START Exercise data

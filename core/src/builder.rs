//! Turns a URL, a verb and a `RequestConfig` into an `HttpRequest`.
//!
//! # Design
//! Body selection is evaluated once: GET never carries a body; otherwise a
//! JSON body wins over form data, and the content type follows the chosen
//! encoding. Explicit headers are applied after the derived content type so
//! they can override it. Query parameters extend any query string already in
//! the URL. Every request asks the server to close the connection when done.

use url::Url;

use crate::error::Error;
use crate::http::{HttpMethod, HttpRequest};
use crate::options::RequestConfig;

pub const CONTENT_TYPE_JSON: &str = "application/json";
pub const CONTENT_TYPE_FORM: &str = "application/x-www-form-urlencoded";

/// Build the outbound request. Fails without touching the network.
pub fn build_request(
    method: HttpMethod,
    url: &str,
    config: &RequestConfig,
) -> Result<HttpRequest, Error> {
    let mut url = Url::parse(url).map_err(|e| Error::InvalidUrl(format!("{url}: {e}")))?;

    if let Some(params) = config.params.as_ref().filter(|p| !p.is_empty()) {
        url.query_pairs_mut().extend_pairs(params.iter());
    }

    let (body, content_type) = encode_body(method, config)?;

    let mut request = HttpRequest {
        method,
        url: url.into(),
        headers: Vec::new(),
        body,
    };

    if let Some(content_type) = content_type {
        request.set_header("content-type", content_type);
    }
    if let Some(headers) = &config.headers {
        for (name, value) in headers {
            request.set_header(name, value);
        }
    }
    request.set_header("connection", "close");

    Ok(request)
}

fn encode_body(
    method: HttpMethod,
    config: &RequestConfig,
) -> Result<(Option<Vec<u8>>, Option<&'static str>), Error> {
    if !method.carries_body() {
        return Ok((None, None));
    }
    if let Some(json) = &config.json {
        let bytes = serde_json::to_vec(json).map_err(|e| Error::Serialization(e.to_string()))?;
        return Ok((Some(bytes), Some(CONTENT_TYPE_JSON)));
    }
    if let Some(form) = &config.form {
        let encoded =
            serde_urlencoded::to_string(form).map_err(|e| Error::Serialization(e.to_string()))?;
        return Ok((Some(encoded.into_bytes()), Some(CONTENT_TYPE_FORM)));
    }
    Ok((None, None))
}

END Exercise data
START Exercise data

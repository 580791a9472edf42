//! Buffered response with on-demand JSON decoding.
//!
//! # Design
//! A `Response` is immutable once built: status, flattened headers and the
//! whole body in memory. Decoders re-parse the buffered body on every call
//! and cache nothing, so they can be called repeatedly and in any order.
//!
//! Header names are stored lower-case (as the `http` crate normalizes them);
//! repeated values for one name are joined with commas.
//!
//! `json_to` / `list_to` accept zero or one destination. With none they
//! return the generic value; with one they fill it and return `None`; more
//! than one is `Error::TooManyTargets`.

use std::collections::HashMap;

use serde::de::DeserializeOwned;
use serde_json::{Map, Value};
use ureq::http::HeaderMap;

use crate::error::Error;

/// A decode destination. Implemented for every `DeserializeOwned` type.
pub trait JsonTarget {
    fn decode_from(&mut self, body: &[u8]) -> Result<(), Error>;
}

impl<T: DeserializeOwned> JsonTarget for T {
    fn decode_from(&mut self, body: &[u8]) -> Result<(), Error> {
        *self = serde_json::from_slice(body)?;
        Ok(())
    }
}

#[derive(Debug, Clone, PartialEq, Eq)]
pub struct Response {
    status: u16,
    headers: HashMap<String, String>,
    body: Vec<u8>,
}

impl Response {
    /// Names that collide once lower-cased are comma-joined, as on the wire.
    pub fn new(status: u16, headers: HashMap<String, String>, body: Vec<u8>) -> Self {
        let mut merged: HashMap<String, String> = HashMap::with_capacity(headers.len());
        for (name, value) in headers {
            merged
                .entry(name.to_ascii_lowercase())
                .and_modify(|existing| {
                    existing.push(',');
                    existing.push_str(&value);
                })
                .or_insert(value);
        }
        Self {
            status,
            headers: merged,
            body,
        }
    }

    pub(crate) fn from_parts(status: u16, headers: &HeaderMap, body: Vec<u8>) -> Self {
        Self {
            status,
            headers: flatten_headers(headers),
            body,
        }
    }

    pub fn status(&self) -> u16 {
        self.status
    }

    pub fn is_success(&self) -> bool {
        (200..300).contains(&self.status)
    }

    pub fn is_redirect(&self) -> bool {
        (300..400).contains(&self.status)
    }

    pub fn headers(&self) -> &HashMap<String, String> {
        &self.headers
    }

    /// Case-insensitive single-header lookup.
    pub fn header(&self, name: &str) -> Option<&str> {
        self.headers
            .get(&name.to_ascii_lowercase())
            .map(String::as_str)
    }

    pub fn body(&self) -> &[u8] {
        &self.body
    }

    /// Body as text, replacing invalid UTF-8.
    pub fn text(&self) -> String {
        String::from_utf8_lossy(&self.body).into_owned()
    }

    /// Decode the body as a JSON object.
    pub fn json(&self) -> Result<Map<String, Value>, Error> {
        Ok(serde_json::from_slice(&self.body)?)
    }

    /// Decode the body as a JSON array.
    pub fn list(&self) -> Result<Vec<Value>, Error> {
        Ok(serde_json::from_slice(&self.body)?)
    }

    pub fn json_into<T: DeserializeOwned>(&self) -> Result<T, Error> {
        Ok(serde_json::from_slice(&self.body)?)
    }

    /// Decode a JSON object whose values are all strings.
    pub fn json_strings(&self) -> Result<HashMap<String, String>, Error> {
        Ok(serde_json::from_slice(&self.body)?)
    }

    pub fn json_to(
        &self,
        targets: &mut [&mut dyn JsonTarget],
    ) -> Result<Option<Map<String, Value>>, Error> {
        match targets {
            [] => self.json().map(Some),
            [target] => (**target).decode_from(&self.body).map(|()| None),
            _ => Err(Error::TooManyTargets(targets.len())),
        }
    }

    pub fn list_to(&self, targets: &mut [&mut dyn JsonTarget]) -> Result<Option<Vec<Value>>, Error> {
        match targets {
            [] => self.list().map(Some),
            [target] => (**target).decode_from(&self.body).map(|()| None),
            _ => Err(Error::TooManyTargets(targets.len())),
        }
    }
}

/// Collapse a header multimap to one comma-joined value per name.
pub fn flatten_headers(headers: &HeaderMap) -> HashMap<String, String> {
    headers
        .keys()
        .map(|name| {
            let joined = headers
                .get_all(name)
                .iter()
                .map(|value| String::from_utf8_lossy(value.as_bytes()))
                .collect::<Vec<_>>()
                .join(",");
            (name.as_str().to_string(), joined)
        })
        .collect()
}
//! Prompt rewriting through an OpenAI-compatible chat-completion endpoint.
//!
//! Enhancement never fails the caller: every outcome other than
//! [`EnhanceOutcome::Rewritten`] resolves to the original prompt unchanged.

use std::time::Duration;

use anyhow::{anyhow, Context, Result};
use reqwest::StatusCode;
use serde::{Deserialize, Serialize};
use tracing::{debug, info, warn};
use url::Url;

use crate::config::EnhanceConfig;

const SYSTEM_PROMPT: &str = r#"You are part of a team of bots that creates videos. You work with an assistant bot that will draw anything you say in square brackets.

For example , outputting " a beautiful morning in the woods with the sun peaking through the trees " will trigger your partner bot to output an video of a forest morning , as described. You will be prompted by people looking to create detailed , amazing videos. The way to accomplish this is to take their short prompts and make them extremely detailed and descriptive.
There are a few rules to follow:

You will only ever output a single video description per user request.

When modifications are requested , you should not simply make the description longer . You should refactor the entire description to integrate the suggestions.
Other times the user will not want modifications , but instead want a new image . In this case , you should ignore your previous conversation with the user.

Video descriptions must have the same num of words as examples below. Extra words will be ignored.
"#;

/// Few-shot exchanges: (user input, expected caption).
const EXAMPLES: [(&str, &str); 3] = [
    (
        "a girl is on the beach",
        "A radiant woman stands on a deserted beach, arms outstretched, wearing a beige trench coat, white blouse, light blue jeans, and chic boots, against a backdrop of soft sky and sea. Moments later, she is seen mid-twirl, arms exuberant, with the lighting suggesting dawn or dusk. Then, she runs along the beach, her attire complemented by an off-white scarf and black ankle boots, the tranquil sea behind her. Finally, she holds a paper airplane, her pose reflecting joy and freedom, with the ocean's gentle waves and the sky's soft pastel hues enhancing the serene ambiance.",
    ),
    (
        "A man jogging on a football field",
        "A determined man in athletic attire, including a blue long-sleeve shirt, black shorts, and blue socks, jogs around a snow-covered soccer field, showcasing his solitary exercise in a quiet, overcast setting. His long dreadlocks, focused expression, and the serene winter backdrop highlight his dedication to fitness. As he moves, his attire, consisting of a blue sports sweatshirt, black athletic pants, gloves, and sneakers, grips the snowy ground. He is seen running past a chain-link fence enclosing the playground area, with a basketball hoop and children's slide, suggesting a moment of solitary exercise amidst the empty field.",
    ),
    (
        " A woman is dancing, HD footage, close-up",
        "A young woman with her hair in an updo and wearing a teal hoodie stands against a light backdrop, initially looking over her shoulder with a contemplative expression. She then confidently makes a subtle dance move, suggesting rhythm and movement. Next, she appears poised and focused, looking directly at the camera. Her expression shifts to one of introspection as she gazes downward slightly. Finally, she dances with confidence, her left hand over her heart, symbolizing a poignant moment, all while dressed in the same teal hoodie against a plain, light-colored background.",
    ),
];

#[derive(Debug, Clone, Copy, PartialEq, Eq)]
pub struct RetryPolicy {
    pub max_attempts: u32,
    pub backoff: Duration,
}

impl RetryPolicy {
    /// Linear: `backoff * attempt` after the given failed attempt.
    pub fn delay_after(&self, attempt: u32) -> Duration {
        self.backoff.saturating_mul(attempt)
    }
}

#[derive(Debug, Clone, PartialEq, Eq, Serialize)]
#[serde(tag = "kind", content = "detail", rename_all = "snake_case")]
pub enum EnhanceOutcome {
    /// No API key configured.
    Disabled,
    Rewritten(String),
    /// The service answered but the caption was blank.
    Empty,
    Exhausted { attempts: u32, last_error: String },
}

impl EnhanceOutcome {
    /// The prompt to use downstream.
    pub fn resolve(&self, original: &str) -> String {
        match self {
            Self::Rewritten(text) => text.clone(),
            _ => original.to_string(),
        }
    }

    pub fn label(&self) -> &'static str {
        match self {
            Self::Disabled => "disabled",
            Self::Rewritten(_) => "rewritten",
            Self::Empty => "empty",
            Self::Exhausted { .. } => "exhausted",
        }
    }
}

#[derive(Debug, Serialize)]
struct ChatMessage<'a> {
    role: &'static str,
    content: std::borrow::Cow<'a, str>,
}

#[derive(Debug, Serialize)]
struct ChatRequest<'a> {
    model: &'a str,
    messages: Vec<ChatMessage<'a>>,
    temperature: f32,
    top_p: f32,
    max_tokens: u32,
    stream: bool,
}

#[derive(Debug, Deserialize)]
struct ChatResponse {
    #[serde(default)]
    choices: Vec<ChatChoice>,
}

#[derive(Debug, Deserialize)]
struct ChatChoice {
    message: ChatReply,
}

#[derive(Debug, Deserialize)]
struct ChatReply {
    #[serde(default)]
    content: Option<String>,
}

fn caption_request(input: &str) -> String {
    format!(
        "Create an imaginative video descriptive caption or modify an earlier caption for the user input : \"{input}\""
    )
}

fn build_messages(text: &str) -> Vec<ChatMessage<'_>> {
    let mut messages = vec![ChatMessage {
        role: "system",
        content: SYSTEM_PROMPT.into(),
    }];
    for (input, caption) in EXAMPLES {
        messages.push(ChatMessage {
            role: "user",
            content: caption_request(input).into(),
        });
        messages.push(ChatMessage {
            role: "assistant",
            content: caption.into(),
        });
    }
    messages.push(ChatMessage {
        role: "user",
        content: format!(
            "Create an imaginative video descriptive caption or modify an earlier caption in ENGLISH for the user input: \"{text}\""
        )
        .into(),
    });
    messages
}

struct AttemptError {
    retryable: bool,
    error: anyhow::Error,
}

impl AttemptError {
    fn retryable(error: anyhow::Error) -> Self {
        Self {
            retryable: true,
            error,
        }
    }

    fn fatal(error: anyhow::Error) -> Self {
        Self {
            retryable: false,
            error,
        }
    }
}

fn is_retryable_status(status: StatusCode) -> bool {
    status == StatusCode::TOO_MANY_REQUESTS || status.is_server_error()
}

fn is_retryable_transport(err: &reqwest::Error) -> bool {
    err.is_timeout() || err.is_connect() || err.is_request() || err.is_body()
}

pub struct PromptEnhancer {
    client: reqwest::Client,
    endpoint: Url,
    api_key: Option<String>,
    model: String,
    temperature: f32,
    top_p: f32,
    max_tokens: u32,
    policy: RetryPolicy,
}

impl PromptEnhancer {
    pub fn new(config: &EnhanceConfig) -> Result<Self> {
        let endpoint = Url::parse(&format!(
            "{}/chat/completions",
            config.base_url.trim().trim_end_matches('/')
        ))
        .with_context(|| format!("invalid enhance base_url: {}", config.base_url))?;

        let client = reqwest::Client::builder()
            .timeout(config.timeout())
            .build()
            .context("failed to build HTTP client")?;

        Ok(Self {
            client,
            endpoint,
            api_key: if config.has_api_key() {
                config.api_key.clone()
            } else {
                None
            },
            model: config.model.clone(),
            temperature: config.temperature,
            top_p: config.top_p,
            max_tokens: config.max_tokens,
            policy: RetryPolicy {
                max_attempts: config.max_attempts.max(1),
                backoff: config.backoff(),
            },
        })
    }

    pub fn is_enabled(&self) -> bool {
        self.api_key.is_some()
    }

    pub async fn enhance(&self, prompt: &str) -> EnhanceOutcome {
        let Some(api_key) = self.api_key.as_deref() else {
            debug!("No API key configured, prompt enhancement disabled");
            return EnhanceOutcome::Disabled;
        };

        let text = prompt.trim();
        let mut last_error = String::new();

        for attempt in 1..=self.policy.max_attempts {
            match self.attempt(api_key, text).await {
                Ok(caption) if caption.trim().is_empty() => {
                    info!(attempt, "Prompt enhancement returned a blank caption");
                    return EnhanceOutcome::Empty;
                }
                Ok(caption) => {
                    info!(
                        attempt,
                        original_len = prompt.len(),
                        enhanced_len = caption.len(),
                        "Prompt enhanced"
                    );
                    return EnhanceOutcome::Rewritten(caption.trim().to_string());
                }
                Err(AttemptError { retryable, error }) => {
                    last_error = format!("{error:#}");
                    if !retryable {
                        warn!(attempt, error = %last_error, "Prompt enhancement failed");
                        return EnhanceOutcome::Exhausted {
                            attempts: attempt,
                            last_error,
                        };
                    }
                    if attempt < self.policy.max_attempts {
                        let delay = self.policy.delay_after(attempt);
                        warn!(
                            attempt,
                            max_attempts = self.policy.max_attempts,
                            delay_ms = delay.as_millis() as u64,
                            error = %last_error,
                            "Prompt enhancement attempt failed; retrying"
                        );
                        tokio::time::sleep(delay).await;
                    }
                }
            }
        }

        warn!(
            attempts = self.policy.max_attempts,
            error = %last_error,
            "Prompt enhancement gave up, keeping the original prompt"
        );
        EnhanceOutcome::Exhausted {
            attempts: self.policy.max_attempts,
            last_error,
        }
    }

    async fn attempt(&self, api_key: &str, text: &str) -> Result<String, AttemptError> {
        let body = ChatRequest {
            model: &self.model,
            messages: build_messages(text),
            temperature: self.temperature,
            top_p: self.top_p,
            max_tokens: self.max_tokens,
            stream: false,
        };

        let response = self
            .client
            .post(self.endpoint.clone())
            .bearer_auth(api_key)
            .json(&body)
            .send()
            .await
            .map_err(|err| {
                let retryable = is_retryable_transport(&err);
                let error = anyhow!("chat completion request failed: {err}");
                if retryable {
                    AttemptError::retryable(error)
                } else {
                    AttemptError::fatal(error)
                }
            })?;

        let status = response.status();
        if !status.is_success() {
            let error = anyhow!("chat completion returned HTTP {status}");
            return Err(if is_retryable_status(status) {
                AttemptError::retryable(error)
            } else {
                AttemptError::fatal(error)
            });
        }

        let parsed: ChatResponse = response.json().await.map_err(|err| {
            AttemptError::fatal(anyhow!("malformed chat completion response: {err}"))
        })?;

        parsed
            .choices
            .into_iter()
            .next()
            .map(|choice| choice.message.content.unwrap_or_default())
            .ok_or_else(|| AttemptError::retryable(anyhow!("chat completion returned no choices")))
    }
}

END Exercise data

**Work instructions**
Look for the word "application". Copy out every line of the data that has it.

**Output for this exercise**
pub const CONTENT_TYPE_JSON: &str = "application/json";
pub const CONTENT_TYPE_FORM: &str = "application/x-www-form-urlencoded";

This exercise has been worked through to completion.